**EXERCISE**
Would you return the lines between the one holding "pub lifecycle_hooks: Vec<Arc<dyn" and the one holding "impl std::fmt::Debug for", inclusive, and only those, exactly as they stand in the listing below?

**DATA IN THIS EXERCISE**
= = = =

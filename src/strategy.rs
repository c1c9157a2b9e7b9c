//! Strategy boundary
//!
//! A strategy supplies the external connection logic binding physical hosts
//! and devices to the two buses. The orchestrator hands it inbound-tagged
//! dispatch handles plus raw subscribe handles, then walks the topology:
//! one `connect_host` per configured host, one `connect_device` per device
//! wired to that host.
//!
//! All methods take `&self`; strategies needing mutable state use interior
//! mutability so they can be shared behind `Arc<dyn Strategy>`.

use crate::store::{DispatchFn, SubscribeFn};
use crate::topology::{ClientConfig, DeviceConfig, HostConfig};
use anyhow::Result;
use async_trait::async_trait;

/// Bus access handed to strategies
///
/// Dispatch handles tag every entity inbound before it reaches the store;
/// subscribe handles are the stores' own.
#[derive(Clone)]
pub struct StrategyApi {
    pub host_dispatch: DispatchFn,
    pub device_dispatch: DispatchFn,
    pub host_subscribe: SubscribeFn,
    pub device_subscribe: SubscribeFn,
}

/// Connects configured hosts to the buses
#[async_trait]
pub trait Strategy: Send + Sync {
    /// Connect one host; returns the connector used to attach its devices
    ///
    /// Errors abort integration construction and surface as
    /// [`IotesError::StrategyConstruction`](crate::error::IotesError).
    async fn connect_host(
        &self,
        host: &HostConfig,
        client: &ClientConfig,
        api: StrategyApi,
    ) -> Result<Box<dyn DeviceConnector>>;
}

/// Attaches one host's devices
#[async_trait]
pub trait DeviceConnector: Send + Sync {
    async fn connect_device(&self, device: &DeviceConfig) -> Result<()>;
}
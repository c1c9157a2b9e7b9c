//! Integration orchestration
//!
//! `create_iotes` builds the two stores, runs lifecycle hooks, connects the
//! caller's strategy against the topology, and returns the public handle.
//! All context is threaded explicitly from here; there is no process-global
//! registry.

use crate::dispatch::{with_app_source, with_direction};
use crate::error::{ErrorDispatchable, ErrorLevel, IotesError};
use crate::hooks::{compose_hooks, LifecycleHook};
use crate::store::{
    create_store, Direction, DispatchFn, Dispatchable, ErrorHandler, Middleware, Selector, State,
    Store, StoreConfig, SubscribeFn, Subscriber,
};
use crate::strategy::{Strategy, StrategyApi};
use crate::topology::TopologyMap;
use std::sync::Arc;
use tracing::{debug, error, info, warn};

/// Shape-preserving transform applied to the handle before it is returned
pub type Plugin = Box<dyn FnOnce(Iotes) -> Iotes + Send>;

/// Arguments to [`create_iotes`]
pub struct IotesConfig {
    /// Hosts and devices to wire up
    pub topology: TopologyMap,
    /// Caller-supplied connection logic
    pub strategy: Arc<dyn Strategy>,
    /// Lifecycle hooks, composed in registration order
    pub lifecycle_hooks: Vec<Arc<dyn LifecycleHook>>,
    /// Optional transform of the finished handle
    pub plugin: Option<Plugin>,
    /// Optional tracing filter directive (e.g. "info", "iotes=debug");
    /// installed best-effort so an embedding application's subscriber wins
    pub log_level: Option<String>,
}

impl IotesConfig {
    pub fn new(topology: TopologyMap, strategy: Arc<dyn Strategy>) -> Self {
        Self {
            topology,
            strategy,
            lifecycle_hooks: Vec::new(),
            plugin: None,
            log_level: None,
        }
    }
}

/// Public handle over the two buses
///
/// Dispatch methods tag application traffic outbound before it reaches the
/// store; subscribe methods register directly against the store.
#[derive(Clone)]
pub struct Iotes {
    host_store: Store,
    device_store: Store,
    host_app_dispatch: DispatchFn,
    device_app_dispatch: DispatchFn,
}

impl std::fmt::Debug for Iotes {
    fn fmt(&self, f: &mut std::fmt::Formatter<'_>) -> std::fmt::Result {
        f.debug_struct("Iotes").finish_non_exhaustive()
    }
}

impl Iotes {
    /// Dispatch application traffic on the host bus
    pub fn host_dispatch(&self, dispatchable: impl Into<Dispatchable>) {
        (self.host_app_dispatch)(dispatchable.into());
    }

    /// Dispatch application traffic on the device bus
    pub fn device_dispatch(&self, dispatchable: impl Into<Dispatchable>) {
        (self.device_app_dispatch)(dispatchable.into());
    }

    /// Subscribe to host-bus updates
    pub fn host_subscribe<F>(
        &self,
        subscription: F,
        selector: Option<Selector>,
        middleware: Vec<Middleware>,
    ) -> usize
    where
        F: Fn(State) + Send + Sync + 'static,
    {
        self.host_store.subscribe(subscription, selector, middleware)
    }

    /// Subscribe to device-bus updates
    pub fn device_subscribe<F>(
        &self,
        subscription: F,
        selector: Option<Selector>,
        middleware: Vec<Middleware>,
    ) -> usize
    where
        F: Fn(State) + Send + Sync + 'static,
    {
        self.device_store
            .subscribe(subscription, selector, middleware)
    }

    /// Snapshot of the host bus state
    pub fn host_state(&self) -> State {
        self.host_store.current_state()
    }

    /// Snapshot of the device bus state
    pub fn device_state(&self) -> State {
        self.device_store.current_state()
    }
}

/// Build the two stores, connect the strategy, and return the handle
///
/// Fails with a distinct error for malformed wiring
/// ([`IotesError::InvalidTopology`]) versus a strategy that errored while
/// connecting ([`IotesError::StrategyConstruction`]).
pub async fn create_iotes(config: IotesConfig) -> Result<Iotes, IotesError> {
    let IotesConfig {
        topology,
        strategy,
        lifecycle_hooks,
        plugin,
        log_level,
    } = config;

    if let Some(level) = &log_level {
        init_logging(level);
    }

    topology.validate()?;

    let composed = compose_hooks(&lifecycle_hooks);

    // Creation hooks run before either store exists
    for hook in &composed.creation {
        hook.pre_create();
    }

    let host_store = create_store(StoreConfig {
        channel: "HOST".to_string(),
        hooks: composed.host,
        error_handler: Some(default_error_handler("HOST")),
    });
    let device_store = create_store(StoreConfig {
        channel: "DEVICE".to_string(),
        hooks: composed.device,
        error_handler: Some(default_error_handler("DEVICE")),
    });

    info!("Set up host and device stores");

    let api = StrategyApi {
        host_dispatch: with_direction(Direction::Inbound, store_dispatch(&host_store)),
        device_dispatch: with_direction(Direction::Inbound, store_dispatch(&device_store)),
        host_subscribe: store_subscribe(&host_store),
        device_subscribe: store_subscribe(&device_store),
    };

    for host in &topology.hosts {
        debug!("Connecting host '{}'...", host.name);
        let connector = strategy
            .connect_host(host, &topology.client, api.clone())
            .await
            .map_err(|error| IotesError::StrategyConstruction {
                host: host.name.clone(),
                error,
            })?;

        for device in topology.devices_for_host(&host.name) {
            connector
                .connect_device(device)
                .await
                .map_err(|error| IotesError::StrategyConstruction {
                    host: host.name.clone(),
                    error,
                })?;
        }
        info!("Host '{}' connected", host.name);
    }

    let iotes = Iotes {
        host_app_dispatch: with_app_source("SYSTEM", store_dispatch(&host_store)),
        device_app_dispatch: with_app_source("DEVICE", store_dispatch(&device_store)),
        host_store,
        device_store,
    };

    // Creation hooks see the finished handle; anything async they start is
    // deliberately not awaited
    for hook in &composed.creation {
        hook.post_create(&iotes);
    }

    info!("Integration ready");

    Ok(match plugin {
        Some(plugin) => plugin(iotes),
        None => iotes,
    })
}

fn store_dispatch(store: &Store) -> DispatchFn {
    let store = store.clone();
    Arc::new(move |dispatchable: Dispatchable| store.dispatch(dispatchable))
}

fn store_subscribe(store: &Store) -> SubscribeFn {
    let store = store.clone();
    Arc::new(move |subscription, selector, middleware: Vec<Middleware>| {
        store.subscribe_with(Subscriber {
            subscription,
            selector,
            middleware,
        })
    })
}

/// Logs the error at its carried level and leaves state untouched, guarding
/// the otherwise-undefined no-handler path
fn default_error_handler(channel: &str) -> ErrorHandler {
    let channel = channel.to_string();
    Arc::new(move |dispatched: &ErrorDispatchable, state: &State| {
        match dispatched.level {
            ErrorLevel::Debug => debug!("[{}] {}", channel, dispatched.message),
            ErrorLevel::Info => info!("[{}] {}", channel, dispatched.message),
            ErrorLevel::Warn => warn!("[{}] {}", channel, dispatched.message),
            ErrorLevel::Error => error!("[{}] {}", channel, dispatched.message),
        }
        state.clone()
    })
}

fn init_logging(level: &str) {
    let filter = tracing_subscriber::EnvFilter::try_new(level)
        .unwrap_or_else(|_| tracing_subscriber::EnvFilter::new("info"));
    let _ = tracing_subscriber::fmt()
        .with_env_filter(filter)
        .try_init();
}

#[cfg(test)]
mod tests {
    use super::*;
    use crate::dispatch::create_device_dispatchable;
    use crate::middleware::direction;
    use crate::strategies::LocalStrategy;
    use crate::strategy::DeviceConnector;
    use crate::topology::{ClientConfig, DeviceConfig, HostConfig};
    use anyhow::anyhow;
    use async_trait::async_trait;
    use parking_lot::Mutex;
    use serde_json::json;
    use std::sync::atomic::{AtomicBool, AtomicUsize, Ordering};

    fn make_test_topology() -> TopologyMap {
        TopologyMap {
            client: ClientConfig {
                name: "test".to_string(),
            },
            hosts: vec![HostConfig {
                name: "testapp/0".to_string(),
                host: "localhost".to_string(),
                port: "8888".to_string(),
                strategy_config: None,
            }],
            devices: vec![
                DeviceConfig {
                    device_type: "RFID_READER".to_string(),
                    name: "READER/1".to_string(),
                    channel: Some(1),
                    host_name: "testapp/0".to_string(),
                },
                DeviceConfig {
                    device_type: "ROTARY_ENCODER".to_string(),
                    name: "ENCODER/1".to_string(),
                    channel: Some(2),
                    host_name: "testapp/0".to_string(),
                },
            ],
        }
    }

    #[tokio::test]
    async fn test_create_iotes_with_local_strategy() {
        let iotes = create_iotes(IotesConfig::new(
            make_test_topology(),
            Arc::new(LocalStrategy::new()),
        ))
        .await
        .unwrap();

        // The local strategy announced the host and both devices
        assert_eq!(iotes.host_state()["testapp/0"]["type"], json!("CONNECT"));
        let devices = iotes.device_state();
        assert!(devices.contains_key("READER/1"));
        assert!(devices.contains_key("ENCODER/1"));
        assert_eq!(
            devices["READER/1"][crate::store::fields::DIRECTION],
            json!("I")
        );
    }

    #[tokio::test]
    async fn test_app_dispatch_is_tagged_outbound() {
        let iotes = create_iotes(IotesConfig::new(
            make_test_topology(),
            Arc::new(LocalStrategy::new()),
        ))
        .await
        .unwrap();

        let received = Arc::new(Mutex::new(Vec::new()));
        let sink = Arc::clone(&received);
        iotes.device_subscribe(
            move |state| sink.lock().push(state),
            Some(vec!["PANEL/1".to_string()]),
            vec![direction(Direction::Outbound)],
        );

        iotes.device_dispatch(create_device_dispatchable(
            "PANEL/1",
            "UPDATE",
            json!({ "level": 3 }),
            None,
            None,
            None,
        ));

        let received = received.lock();
        assert_eq!(received.len(), 1);
        let record = received[0]["PANEL/1"].as_object().unwrap();
        assert_eq!(record[crate::store::fields::DIRECTION], json!("O"));
        assert_eq!(record[crate::store::fields::SOURCE], json!("APP"));
        assert_eq!(record[crate::store::fields::BUS], json!("DEVICE"));
    }

    #[tokio::test]
    async fn test_direction_filter_across_interleaved_dispatches() {
        let iotes = create_iotes(IotesConfig::new(
            make_test_topology(),
            Arc::new(LocalStrategy::new()),
        ))
        .await
        .unwrap();

        let inbound = Arc::new(AtomicUsize::new(0));
        let outbound = Arc::new(AtomicUsize::new(0));

        let counter = Arc::clone(&inbound);
        iotes.device_subscribe(
            move |_| {
                counter.fetch_add(1, Ordering::SeqCst);
            },
            None,
            vec![direction(Direction::Inbound)],
        );
        let counter = Arc::clone(&outbound);
        iotes.device_subscribe(
            move |_| {
                counter.fetch_add(1, Ordering::SeqCst);
            },
            None,
            vec![direction(Direction::Outbound)],
        );

        // Each outbound dispatch is echoed back inbound by the local
        // strategy on the same stack: 5 dispatches, 10 interleaved updates
        for i in 0..5 {
            iotes.device_dispatch(create_device_dispatchable(
                "PANEL/1",
                "UPDATE",
                json!({ "i": i }),
                None,
                None,
                None,
            ));
        }

        assert_eq!(outbound.load(Ordering::SeqCst), 5);
        assert_eq!(inbound.load(Ordering::SeqCst), 5);
    }

    #[tokio::test]
    async fn test_invalid_topology_is_rejected() {
        let mut topology = make_test_topology();
        topology.devices[0].host_name = "nowhere/0".to_string();

        let error = create_iotes(IotesConfig::new(topology, Arc::new(LocalStrategy::new())))
            .await
            .unwrap_err();

        assert!(matches!(error, IotesError::InvalidTopology { .. }));
    }

    struct FailingStrategy;

    #[async_trait]
    impl Strategy for FailingStrategy {
        async fn connect_host(
            &self,
            _host: &HostConfig,
            _client: &ClientConfig,
            _api: StrategyApi,
        ) -> anyhow::Result<Box<dyn DeviceConnector>> {
            Err(anyhow!("connection refused"))
        }
    }

    #[tokio::test]
    async fn test_strategy_failure_names_the_host() {
        let error = create_iotes(IotesConfig::new(
            make_test_topology(),
            Arc::new(FailingStrategy),
        ))
        .await
        .unwrap_err();

        match error {
            IotesError::StrategyConstruction { host, error } => {
                assert_eq!(host, "testapp/0");
                assert!(error.to_string().contains("connection refused"));
            }
            other => panic!("expected StrategyConstruction, got {}", other),
        }
    }

    struct OrderedHook {
        pre_ran: Arc<AtomicBool>,
        post_ran: Arc<AtomicBool>,
    }

    impl LifecycleHook for OrderedHook {
        fn pre_create(&self) {
            self.pre_ran.store(true, Ordering::SeqCst);
        }

        fn post_create(&self, iotes: &Iotes) {
            // Stores exist by now: the local strategy already connected
            assert!(iotes.host_state().contains_key("testapp/0"));
            self.post_ran.store(true, Ordering::SeqCst);
        }
    }

    #[tokio::test]
    async fn test_lifecycle_hooks_run_around_creation() {
        let pre_ran = Arc::new(AtomicBool::new(false));
        let post_ran = Arc::new(AtomicBool::new(false));

        let mut config = IotesConfig::new(make_test_topology(), Arc::new(LocalStrategy::new()));
        config.lifecycle_hooks.push(Arc::new(OrderedHook {
            pre_ran: Arc::clone(&pre_ran),
            post_ran: Arc::clone(&post_ran),
        }));

        create_iotes(config).await.unwrap();

        assert!(pre_ran.load(Ordering::SeqCst));
        assert!(post_ran.load(Ordering::SeqCst));
    }

    #[tokio::test]
    async fn test_plugin_transforms_the_handle() {
        let applied = Arc::new(AtomicBool::new(false));
        let flag = Arc::clone(&applied);

        let mut config = IotesConfig::new(make_test_topology(), Arc::new(LocalStrategy::new()));
        config.plugin = Some(Box::new(move |iotes| {
            flag.store(true, Ordering::SeqCst);
            iotes
        }));

        create_iotes(config).await.unwrap();
        assert!(applied.load(Ordering::SeqCst));
    }
}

= = = =

**TASK OUTPUT**
    pub lifecycle_hooks: Vec<Arc<dyn LifecycleHook>>,
    /// Optional transform of the finished handle
    pub plugin: Option<Plugin>,
    /// Optional tracing filter directive (e.g. "info", "iotes=debug");
    /// installed best-effort so an embedding application's subscriber wins
    pub log_level: Option<String>,
}

impl IotesConfig {
    pub fn new(topology: TopologyMap, strategy: Arc<dyn Strategy>) -> Self {
        Self {
            topology,
            strategy,
            lifecycle_hooks: Vec::new(),
            plugin: None,
            log_level: None,
        }
    }
}

/// Public handle over the two buses
///
/// Dispatch methods tag application traffic outbound before it reaches the
/// store; subscribe methods register directly against the store.
#[derive(Clone)]
pub struct Iotes {
    host_store: Store,
    device_store: Store,
    host_app_dispatch: DispatchFn,
    device_app_dispatch: DispatchFn,
}

impl std::fmt::Debug for Iotes {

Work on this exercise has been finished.